The Devil You Know: Stories of Human Cruelty and Compassion Dr Gwen Adshead, Forensic psychiatrist
Event details
York Ideas Lecture
Chaired by: Dr Mark Freestone
Dr Gwen Adshead is one of Britain’s leading forensic psychiatrists, and she has spent thirty years providing therapy inside secure hospitals and prisons. Whatever her patient’s crime she aims to help them to better know their minds by helping them to articulate their life experience. Through a collaboration with co-author Eileen Horne, The Devil You Know brings her work to life and sheds new light on the unpredictable nature of the therapeutic process as doctor and patient try to find words for the unspeakable. These are stories of cruelty and despair but also of change and recovery.
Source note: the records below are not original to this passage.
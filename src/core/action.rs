// Author: Dustin Pilgrim
// License: MIT

use std::fmt;

/// Handle returned by the notification surface for a shown notice.
#[derive(Debug, Clone, Copy, PartialEq, Eq, Hash)]
pub struct NoticeId(pub u32);

impl fmt::Display for NoticeId {
    fn fmt(&self, f: &mut fmt::Formatter<'_>) -> fmt::Result {
        write!(f, "{}", self.0)
    }
}

/// Content of the expiry warning.
#[derive(Debug, Clone, PartialEq, Eq)]
pub struct Notice {
    pub title: String,
    pub body: String,
    /// How long the notice should stay up (the remaining warning window).
    pub timeout_ms: u64,
    /// Label of the "stay logged in" affordance.
    pub action_label: String,
}

/// A client-side navigation target, e.g. `/login?sessionExpired=true`.
#[derive(Debug, Clone, PartialEq, Eq)]
pub struct Location {
    pub path: String,
    pub query: Vec<(String, String)>,
}

impl Location {
    pub fn new(path: impl Into<String>) -> Self {
        Self {
            path: path.into(),
            query: Vec::new(),
        }
    }

    pub fn with_param(mut self, key: impl Into<String>, value: impl Into<String>) -> Self {
        self.query.push((key.into(), value.into()));
        self
    }
}

impl fmt::Display for Location {
    fn fmt(&self, f: &mut fmt::Formatter<'_>) -> fmt::Result {
        write!(f, "{}", self.path)?;
        for (i, (k, v)) in self.query.iter().enumerate() {
            let sep = if i == 0 { '?' } else { '&' };
            write!(f, "{sep}{k}={v}")?;
        }
        Ok(())
    }
}

#[derive(Debug, Clone, PartialEq, Eq)]
pub enum Action {
    /// Surface the expiry warning with its "stay logged in" affordance.
    ShowWarning { notice: Notice },

    /// Take down the currently visible warning, if the runtime still holds one.
    DismissWarning,

    /// Invoke the auth provider. The runtime must report back with
    /// `Event::SignOutSettled` once the call resolves or fails.
    SignOut,

    Navigate { location: Location },
}

#[cfg(test)]
mod tests {
    use super::*;

    #[test]
    fn location_renders_query_in_order() {
        let loc = Location::new("/login")
            .with_param("sessionExpired", "true")
            .with_param("from", "dashboard");
        assert_eq!(loc.to_string(), "/login?sessionExpired=true&from=dashboard");
    }

    #[test]
    fn location_without_query_is_bare_path() {
        assert_eq!(Location::new("/login").to_string(), "/login");
    }
}
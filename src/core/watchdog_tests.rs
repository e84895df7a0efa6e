// Author: Dustin Pilgrim
// License: MIT

use crate::core::action::{Action, Location};
use crate::core::config::WatchdogConfig;
use crate::core::error::{Error, StateError};
use crate::core::events::{ActivityKind, Event, SignOutOutcome};
use crate::core::state::{Phase, State};
use crate::core::watchdog::Watchdog;

const WARN: u64 = 540_000;
const EXPIRE: u64 = 600_000;

fn installed_at(now_ms: u64) -> (Watchdog, State) {
    let mut wd = Watchdog::new(WatchdogConfig::default()).unwrap();
    let mut state = State::new();
    let actions = wd
        .handle_event(&mut state, Event::Installed { now_ms })
        .unwrap();
    assert!(actions.is_empty());
    (wd, state)
}

fn tick(wd: &mut Watchdog, state: &mut State, now_ms: u64) -> Vec<Action> {
    wd.handle_event(state, Event::Tick { now_ms }).unwrap()
}

fn activity(wd: &mut Watchdog, state: &mut State, now_ms: u64) -> Vec<Action> {
    wd.handle_event(
        state,
        Event::UserActivity {
            kind: ActivityKind::PointerMove,
            now_ms,
        },
    )
    .unwrap()
}

fn is_warning(actions: &[Action]) -> bool {
    matches!(actions, [Action::ShowWarning { .. }])
}

fn expiry_target() -> Location {
    Location::new("/login").with_param("sessionExpired", "true")
}

#[test]
fn activity_spaced_under_warning_threshold_never_warns() {
    let (mut wd, mut state) = installed_at(0);

    let mut now = 0;
    for _ in 0..20 {
        now += WARN - 1;
        assert!(tick(&mut wd, &mut state, now).is_empty());
        assert!(activity(&mut wd, &mut state, now).is_empty());
    }

    assert_eq!(state.phase(), Phase::Active);
    assert_eq!(state.warnings_shown(), 0);
}

#[test]
fn warning_fires_exactly_once_at_threshold() {
    let (mut wd, mut state) = installed_at(0);

    assert!(tick(&mut wd, &mut state, WARN - 1).is_empty());

    let actions = tick(&mut wd, &mut state, WARN);
    assert!(is_warning(&actions));
    assert_eq!(state.phase(), Phase::Warned);

    assert!(tick(&mut wd, &mut state, WARN + 1).is_empty());
    assert!(tick(&mut wd, &mut state, EXPIRE - 1).is_empty());
    assert_eq!(state.warnings_shown(), 1);
}

#[test]
fn warning_notice_carries_remaining_window_and_affordance() {
    let (mut wd, mut state) = installed_at(0);

    let actions = tick(&mut wd, &mut state, WARN);
    match actions.as_slice() {
        [Action::ShowWarning { notice }] => {
            assert_eq!(notice.title, "Session Expiry Warning");
            assert_eq!(notice.timeout_ms, 60_000);
            assert_eq!(notice.action_label, "Stay Logged In");
            assert!(notice.body.contains("1 minute"));
        }
        other => panic!("unexpected actions: {other:?}"),
    }
}

#[test]
fn expiry_signs_out_once_then_navigates_once() {
    let (mut wd, mut state) = installed_at(0);

    tick(&mut wd, &mut state, WARN);

    let actions = tick(&mut wd, &mut state, EXPIRE);
    assert_eq!(actions, vec![Action::DismissWarning, Action::SignOut]);
    assert_eq!(state.phase(), Phase::Expired);
    assert_eq!(wd.next_deadline_ms(&state), None);

    // No second sign-out from later ticks.
    assert!(tick(&mut wd, &mut state, EXPIRE + 10_000).is_empty());

    let actions = wd
        .handle_event(
            &mut state,
            Event::SignOutSettled {
                outcome: SignOutOutcome::Completed,
                now_ms: EXPIRE + 20,
            },
        )
        .unwrap();
    assert_eq!(actions, vec![Action::Navigate { location: expiry_target() }]);

    let again = wd.handle_event(
        &mut state,
        Event::SignOutSettled {
            outcome: SignOutOutcome::Completed,
            now_ms: EXPIRE + 30,
        },
    );
    assert_eq!(again, Err(Error::InvalidState(StateError::NoSignOutPending)));
}

#[test]
fn failed_sign_out_still_navigates_with_marker() {
    let (mut wd, mut state) = installed_at(0);
    tick(&mut wd, &mut state, WARN);
    tick(&mut wd, &mut state, EXPIRE);

    let actions = wd
        .handle_event(
            &mut state,
            Event::SignOutSettled {
                outcome: SignOutOutcome::Failed {
                    reason: "provider unreachable".to_string(),
                },
                now_ms: EXPIRE + 5,
            },
        )
        .unwrap();

    match actions.as_slice() {
        [Action::Navigate { location }] => {
            assert_eq!(location.to_string(), "/login?sessionExpired=true");
        }
        other => panic!("unexpected actions: {other:?}"),
    }
}

#[test]
fn extend_while_warned_dismisses_and_restarts_full_budget() {
    let (mut wd, mut state) = installed_at(0);
    tick(&mut wd, &mut state, WARN);

    let extend_at = WARN + 30_000;
    let actions = wd
        .handle_event(&mut state, Event::ExtendSession { now_ms: extend_at })
        .unwrap();
    assert_eq!(actions, vec![Action::DismissWarning]);
    assert_eq!(state.phase(), Phase::Active);
    assert_eq!(state.extensions(), 1);

    // Old expiry instant passes quietly.
    assert!(tick(&mut wd, &mut state, EXPIRE).is_empty());
    assert!(tick(&mut wd, &mut state, extend_at + WARN - 1).is_empty());
    assert!(is_warning(&tick(&mut wd, &mut state, extend_at + WARN)));
    assert!(tick(&mut wd, &mut state, extend_at + EXPIRE - 1).is_empty());
    assert_eq!(
        tick(&mut wd, &mut state, extend_at + EXPIRE),
        vec![Action::DismissWarning, Action::SignOut]
    );
}

#[test]
fn activity_while_warned_returns_to_active() {
    let (mut wd, mut state) = installed_at(0);
    tick(&mut wd, &mut state, WARN);

    let actions = activity(&mut wd, &mut state, WARN + 1_000);
    assert_eq!(actions, vec![Action::DismissWarning]);
    assert_eq!(state.phase(), Phase::Active);
    assert_eq!(wd.next_deadline_ms(&state), Some(WARN + 1_000 + WARN));
}

#[test]
fn reset_at_300s_moves_warning_and_logout() {
    let (mut wd, mut state) = installed_at(0);

    activity(&mut wd, &mut state, 300_000);

    // Without the reset logout would have happened here.
    assert!(tick(&mut wd, &mut state, 600_000).is_empty());
    assert!(tick(&mut wd, &mut state, 839_999).is_empty());
    assert!(is_warning(&tick(&mut wd, &mut state, 840_000)));
    assert!(tick(&mut wd, &mut state, 899_999).is_empty());
    assert_eq!(
        tick(&mut wd, &mut state, 900_000),
        vec![Action::DismissWarning, Action::SignOut]
    );
}

#[test]
fn uninstall_stops_all_firing() {
    let (mut wd, mut state) = installed_at(0);
    tick(&mut wd, &mut state, WARN);

    let actions = wd
        .handle_event(&mut state, Event::Uninstalled { now_ms: WARN + 1 })
        .unwrap();
    assert_eq!(actions, vec![Action::DismissWarning]);
    assert_eq!(state.phase(), Phase::Detached);
    assert_eq!(wd.next_deadline_ms(&state), None);

    assert!(tick(&mut wd, &mut state, EXPIRE).is_empty());
    assert!(tick(&mut wd, &mut state, EXPIRE * 10).is_empty());
    assert!(activity(&mut wd, &mut state, EXPIRE * 10).is_empty());
}

#[test]
fn uninstall_while_active_emits_nothing() {
    let (mut wd, mut state) = installed_at(0);
    let actions = wd
        .handle_event(&mut state, Event::Uninstalled { now_ms: 10 })
        .unwrap();
    assert!(actions.is_empty());
}

#[test]
fn double_install_is_rejected() {
    let (mut wd, mut state) = installed_at(0);
    let res = wd.handle_event(&mut state, Event::Installed { now_ms: 5 });
    assert_eq!(res, Err(Error::InvalidState(StateError::AlreadyInstalled)));

    // Original deadlines untouched.
    assert_eq!(wd.next_deadline_ms(&state), Some(WARN));
}

#[test]
fn extend_outside_live_session_is_rejected() {
    let mut wd = Watchdog::new(WatchdogConfig::default()).unwrap();
    let mut state = State::new();

    let res = wd.handle_event(&mut state, Event::ExtendSession { now_ms: 0 });
    assert_eq!(res, Err(Error::InvalidState(StateError::NotInstalled)));

    wd.handle_event(&mut state, Event::Installed { now_ms: 0 }).unwrap();
    tick(&mut wd, &mut state, EXPIRE);
    let res = wd.handle_event(&mut state, Event::ExtendSession { now_ms: EXPIRE + 1 });
    assert_eq!(res, Err(Error::InvalidState(StateError::SessionExpired)));
}

#[test]
fn late_tick_past_both_deadlines_expires_without_warning() {
    let (mut wd, mut state) = installed_at(0);
    let actions = tick(&mut wd, &mut state, EXPIRE + 3_600_000);
    assert_eq!(actions, vec![Action::SignOut]);
    assert_eq!(state.warnings_shown(), 0);
}

#[test]
fn reinstall_after_expiry_requires_teardown() {
    let (mut wd, mut state) = installed_at(0);
    tick(&mut wd, &mut state, EXPIRE);
    wd.handle_event(
        &mut state,
        Event::SignOutSettled {
            outcome: SignOutOutcome::Completed,
            now_ms: EXPIRE,
        },
    )
    .unwrap();

    let res = wd.handle_event(&mut state, Event::Installed { now_ms: EXPIRE + 1 });
    assert_eq!(res, Err(Error::InvalidState(StateError::AlreadyInstalled)));

    wd.handle_event(&mut state, Event::Uninstalled { now_ms: EXPIRE + 1 })
        .unwrap();
    wd.handle_event(&mut state, Event::Installed { now_ms: EXPIRE + 2 })
        .unwrap();
    assert_eq!(state.phase(), Phase::Active);
    assert_eq!(wd.next_deadline_ms(&state), Some(EXPIRE + 2 + WARN));
}

#[test]
fn disabled_activity_kind_does_not_reset() {
    let cfg = WatchdogConfig {
        activity_kinds: vec![ActivityKind::KeyDown],
        ..WatchdogConfig::default()
    };
    let mut wd = Watchdog::new(cfg).unwrap();
    let mut state = State::new();
    wd.handle_event(&mut state, Event::Installed { now_ms: 0 }).unwrap();

    activity(&mut wd, &mut state, 100_000);
    assert_eq!(wd.next_deadline_ms(&state), Some(WARN));

    wd.handle_event(
        &mut state,
        Event::UserActivity {
            kind: ActivityKind::KeyDown,
            now_ms: 100_000,
        },
    )
    .unwrap();
    assert_eq!(wd.next_deadline_ms(&state), Some(100_000 + WARN));
    assert_eq!(state.last_activity_kind(), Some(ActivityKind::KeyDown));
}

#[test]
fn snapshot_reports_countdowns() {
    let (mut wd, mut state) = installed_at(0);

    let snap = wd.snapshot(&state, 40_000);
    assert_eq!(snap.phase, Phase::Active);
    assert_eq!(snap.seconds_until_warning, Some(500));
    assert_eq!(snap.seconds_until_logout, Some(560));

    tick(&mut wd, &mut state, WARN);
    let snap = wd.snapshot(&state, WARN + 15_000);
    assert_eq!(snap.phase, Phase::Warned);
    assert!(snap.warning_visible);
    assert_eq!(snap.seconds_until_warning, None);
    assert_eq!(snap.seconds_until_logout, Some(45));
    assert!(snap.pretty_text.contains("Session: warned"));
}

#[test]
fn invalid_config_is_rejected_at_construction() {
    let cfg = WatchdogConfig {
        warning_timeout_ms: EXPIRE + 1,
        ..WatchdogConfig::default()
    };
    assert!(matches!(Watchdog::new(cfg), Err(Error::InvalidConfig(_))));
}
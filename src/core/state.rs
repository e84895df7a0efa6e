// Author: Dustin Pilgrim
// License: MIT

use serde::Serialize;

use crate::core::config::WatchdogConfig;
use crate::core::events::ActivityKind;

#[derive(Debug, Clone, Copy, PartialEq, Eq, Serialize)]
#[serde(rename_all = "snake_case")]
pub enum Phase {
    /// No instance installed (outside the authenticated area).
    Detached,
    /// Installed, no warning shown.
    Active,
    /// Warning visible, countdown to expiry running.
    Warned,
    /// Terminal for this instance; sign-out issued.
    Expired,
}

impl Phase {
    pub fn as_str(&self) -> &'static str {
        match self {
            Phase::Detached => "detached",
            Phase::Active => "active",
            Phase::Warned => "warned",
            Phase::Expired => "expired",
        }
    }

    pub fn is_live(&self) -> bool {
        matches!(self, Phase::Active | Phase::Warned)
    }
}

/// The single pending warn/logout pair, both measured from the same activity.
#[derive(Debug, Clone, Copy, PartialEq, Eq)]
pub struct Deadlines {
    pub warn_at_ms: u64,
    pub logout_at_ms: u64,
}

impl Deadlines {
    pub fn from_activity(now_ms: u64, cfg: &WatchdogConfig) -> Self {
        Self {
            warn_at_ms: now_ms.saturating_add(cfg.warning_timeout_ms),
            logout_at_ms: now_ms.saturating_add(cfg.inactivity_timeout_ms),
        }
    }
}

#[derive(Debug, Clone)]
pub struct State {
    phase: Phase,

    // Timing (ms on the runtime's monotonic clock)
    installed_at_ms: Option<u64>,
    last_activity_ms: u64,
    last_activity_kind: Option<ActivityKind>,

    // At most one pending pair; replaced wholesale on reset.
    deadlines: Option<Deadlines>,

    warning_visible: bool,
    sign_out_pending: bool,

    // Per-instance counters
    warnings_shown: u64,
    extensions: u64,
}

impl State {
    pub fn new() -> Self {
        Self {
            phase: Phase::Detached,
            installed_at_ms: None,
            last_activity_ms: 0,
            last_activity_kind: None,
            deadlines: None,
            warning_visible: false,
            sign_out_pending: false,
            warnings_shown: 0,
            extensions: 0,
        }
    }

    // ---------------- getters ----------------

    pub fn phase(&self) -> Phase {
        self.phase
    }

    pub fn installed_at_ms(&self) -> Option<u64> {
        self.installed_at_ms
    }

    pub fn last_activity_ms(&self) -> u64 {
        self.last_activity_ms
    }

    pub fn last_activity_kind(&self) -> Option<ActivityKind> {
        self.last_activity_kind
    }

    pub fn deadlines(&self) -> Option<Deadlines> {
        self.deadlines
    }

    pub fn warning_visible(&self) -> bool {
        self.warning_visible
    }

    pub fn sign_out_pending(&self) -> bool {
        self.sign_out_pending
    }

    pub fn warnings_shown(&self) -> u64 {
        self.warnings_shown
    }

    pub fn extensions(&self) -> u64 {
        self.extensions
    }

    // ---------------- transitions ----------------

    /// Fresh instance: counters cleared, deadlines armed from `now_ms`.
    pub fn begin(&mut self, now_ms: u64, cfg: &WatchdogConfig) {
        *self = State::new();
        self.installed_at_ms = Some(now_ms);
        self.rearm(now_ms, cfg);
    }

    /// Replace the deadline pair with one measured from `now_ms` and drop back to Active.
    pub fn rearm(&mut self, now_ms: u64, cfg: &WatchdogConfig) {
        self.phase = Phase::Active;
        self.last_activity_ms = now_ms;
        self.deadlines = Some(Deadlines::from_activity(now_ms, cfg));
        self.warning_visible = false;
    }

    pub fn record_activity(&mut self, kind: ActivityKind) {
        self.last_activity_kind = Some(kind);
    }

    pub fn record_extension(&mut self) {
        self.extensions = self.extensions.saturating_add(1);
    }

    pub fn enter_warned(&mut self) {
        self.phase = Phase::Warned;
        self.warning_visible = true;
        self.warnings_shown = self.warnings_shown.saturating_add(1);
    }

    /// Terminal for this instance: no deadlines, sign-out in flight.
    pub fn expire(&mut self) {
        self.phase = Phase::Expired;
        self.deadlines = None;
        self.warning_visible = false;
        self.sign_out_pending = true;
    }

    pub fn settle_sign_out(&mut self) {
        self.sign_out_pending = false;
    }

    pub fn detach(&mut self) {
        self.phase = Phase::Detached;
        self.deadlines = None;
        self.warning_visible = false;
        self.sign_out_pending = false;
        self.installed_at_ms = None;
    }
}

impl Default for State {
    fn default() -> Self {
        State::new()
    }
}

#[cfg(test)]
mod tests {
    use super::*;

    #[test]
    fn rearm_replaces_the_pair() {
        let cfg = WatchdogConfig::default();
        let mut s = State::new();
        s.begin(0, &cfg);
        assert_eq!(
            s.deadlines(),
            Some(Deadlines { warn_at_ms: 540_000, logout_at_ms: 600_000 })
        );

        s.enter_warned();
        s.rearm(300_000, &cfg);
        assert_eq!(s.phase(), Phase::Active);
        assert!(!s.warning_visible());
        assert_eq!(
            s.deadlines(),
            Some(Deadlines { warn_at_ms: 840_000, logout_at_ms: 900_000 })
        );
    }

    #[test]
    fn begin_clears_previous_instance() {
        let cfg = WatchdogConfig::default();
        let mut s = State::new();
        s.begin(0, &cfg);
        s.enter_warned();
        s.record_extension();
        s.expire();

        s.begin(5_000, &cfg);
        assert_eq!(s.phase(), Phase::Active);
        assert_eq!(s.warnings_shown(), 0);
        assert_eq!(s.extensions(), 0);
        assert!(!s.sign_out_pending());
        assert_eq!(s.installed_at_ms(), Some(5_000));
    }
}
Image credit: Philip Vanoutrive.
Gwen's book, The Devil You Know: Stories of Human Cruelty and Compassion and Mark's book, Making a Psychopath: My Journey into 7 Dangerous Minds are available to buy from our partner, Fox Lane Books.
About the speakers
Dr Gwen Adshead trained at St George’s Hospital, the Institute of Psychiatry and the Institute of Group Analysis. She has published over one hundred academic works; she holds an MA in Medical Law and Ethics as well as an honorary doctorate from St George’s Hospital Medical School and has lectured widely, including as a visiting professor at Yale and as the Gresham College Professor of Psychiatry. In 2013, she was honoured with the Royal College of Psychiatry’s President’s Medal.
Dr Mark Freestone is Reader in Mental Health in the Centre for Psychiatry and Mental Health, Queen Mary University of London. He has worked in prisons and forensic mental health services for over 15 years as a researcher and clinician, including in the High Secure Category A prison estate, which houses some of the UK’s most notorious and high-risk criminals. He has also worked at Rampton and Broadmoor Special Hospitals as part of the Dangerous and Severe Personality Disorder (DSPD) Programme.
He is a consultant to BBC America’s Killing Eve, an editor of the Journal of Forensic Psychiatry and Psychology and currently an advisor to NHS England on services for men and women with a diagnosis of severe personality disorder as well as to the London Violence Reduction Unit on services for young adults at risk of violence and victimisation. He has published several academic articles on personality disorder, psychopathy and violence risk, and a book about his work, Making a Psychopath (Ebury/Penguin Random House).